Israeli warplanes launched an intense barrage of airstrikes overnight in an attempt to target Hashem Safieddine, a cousin and the presumed successor of the assassinated Hezbollah leader, Hassan Nasrallah, according to three Israeli officials.

The bombardment was one of the heaviest in the area since Israel killed Nasrallah, but it was not clear if Safieddine, who was presumed to be at a meeting of senior Hezbollah officials, was killed in the airstrikes.

Here’s what we know about Safieddine.

Senoir Hezbollah official Hashem Safieddine at a military commander’s funeral in July.

Senoir Hezbollah official Hashem Safieddine at a military commander’s funeral in July.Credit: Anadolu via Getty Images

Born in the early 1960s in southern Lebanon, Safieddine was one of Hezbollah’s earliest members. He joined after the Shiite Muslim group was formed in the 1980s, with Iranian guidance, during Lebanon’s long civil war.
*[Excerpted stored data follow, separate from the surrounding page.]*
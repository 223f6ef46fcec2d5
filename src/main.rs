use std::sync::Arc;
use std::time::Duration;

use clap::Parser;
use tracing_subscriber::EnvFilter;

use receiver_binding::{Options, Stdout, Strictness, Walkthrough};

/// Walk through how a callable's execution context resolves under the five
/// call forms: through-receiver, bare, bound, explicit, and deferred.
#[derive(Parser, Debug)]
#[command(version, about)]
struct Args {
    /// Resolve bare invocations to the no-context marker instead of the
    /// ambient handle
    #[arg(long)]
    strict: bool,
    /// Delay before the constructor's deferred callback fires
    #[arg(long, default_value_t = 100)]
    delay_ms: u64,
    /// Name stored in the demonstration records
    #[arg(long, default_value = "Kyrylo")]
    name: String,
}

#[tokio::main(flavor = "current_thread")]
async fn main() {
    // Trace output goes to stderr so it never interleaves with the
    // demonstration lines on stdout.
    tracing_subscriber::fmt()
        .with_env_filter(EnvFilter::from_default_env())
        .with_writer(std::io::stderr)
        .init();

    // Parse CLI arguments.
    let args = Args::parse();

    // Build options.
    let opts = Options {
        strictness: if args.strict {
            Strictness::Strict
        } else {
            Strictness::Sloppy
        },
        delay: Duration::from_millis(args.delay_ms),
        name: args.name,
    };

    // Run the walkthrough.
    let walkthrough = Walkthrough::new(Arc::new(Stdout)).with_options(opts);
    if let Err(e) = walkthrough.run().await {
        eprintln!("walkthrough failed: {e}");
        std::process::exit(1);
    }
}
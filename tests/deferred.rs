use std::sync::Arc;
use std::time::Duration;

use receiver_binding::{Capture, Console, Person};

#[tokio::test]
async fn deferred_callback_logs_the_constructed_instance() {
    let console = Capture::new();
    let sink: Arc<dyn Console> = console.clone();

    let (you, handle) = Person::new("U", sink, Duration::from_millis(10));
    assert_eq!(you.record().name, "U");
    // Nothing fires before the synchronous body is done.
    assert!(console.lines().is_empty());

    handle.await.unwrap().unwrap();
    assert_eq!(console.lines(), vec![r#"{"name":"U"}"#.to_string()]);
}

#[tokio::test]
async fn embedded_behavior_resolves_the_instance() {
    let console = Capture::new();
    let sink: Arc<dyn Console> = console.clone();

    let (you, handle) = Person::new("U", sink, Duration::from_millis(1));
    assert_eq!(you.talk().render().unwrap(), r#"{"name":"U"}"#);
    handle.await.unwrap().unwrap();
}
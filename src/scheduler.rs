use std::sync::Arc;
use std::time::Duration;

use tokio::task::JoinHandle;
use tracing::debug;

use crate::behavior::LogLine;
use crate::console::Console;
use crate::errors::Result;

/// Schedule `line` to be logged once after `delay`, cooperatively on the
/// current runtime. The line already owns its context snapshot, so nothing
/// implicit is resolved when the timer fires.
pub fn defer(delay: Duration, line: LogLine, console: Arc<dyn Console>) -> JoinHandle<Result<()>> {
    tokio::spawn(async move {
        tokio::time::sleep(delay).await;
        debug!(?delay, "deferred callback firing");
        console.log(&line)
    })
}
He rose quickly up its ranks alongside Nasrallah, playing many roles and serving as a political, spiritual and cultural leader, as well as leading the group’s military activities at one point.

In 1995, he was promoted to Hezbollah’s highest council, its governing Consultative Assembly, and was soon after appointed as head of the group’s Jihadi Council, which controls Hezbollah’s military activities.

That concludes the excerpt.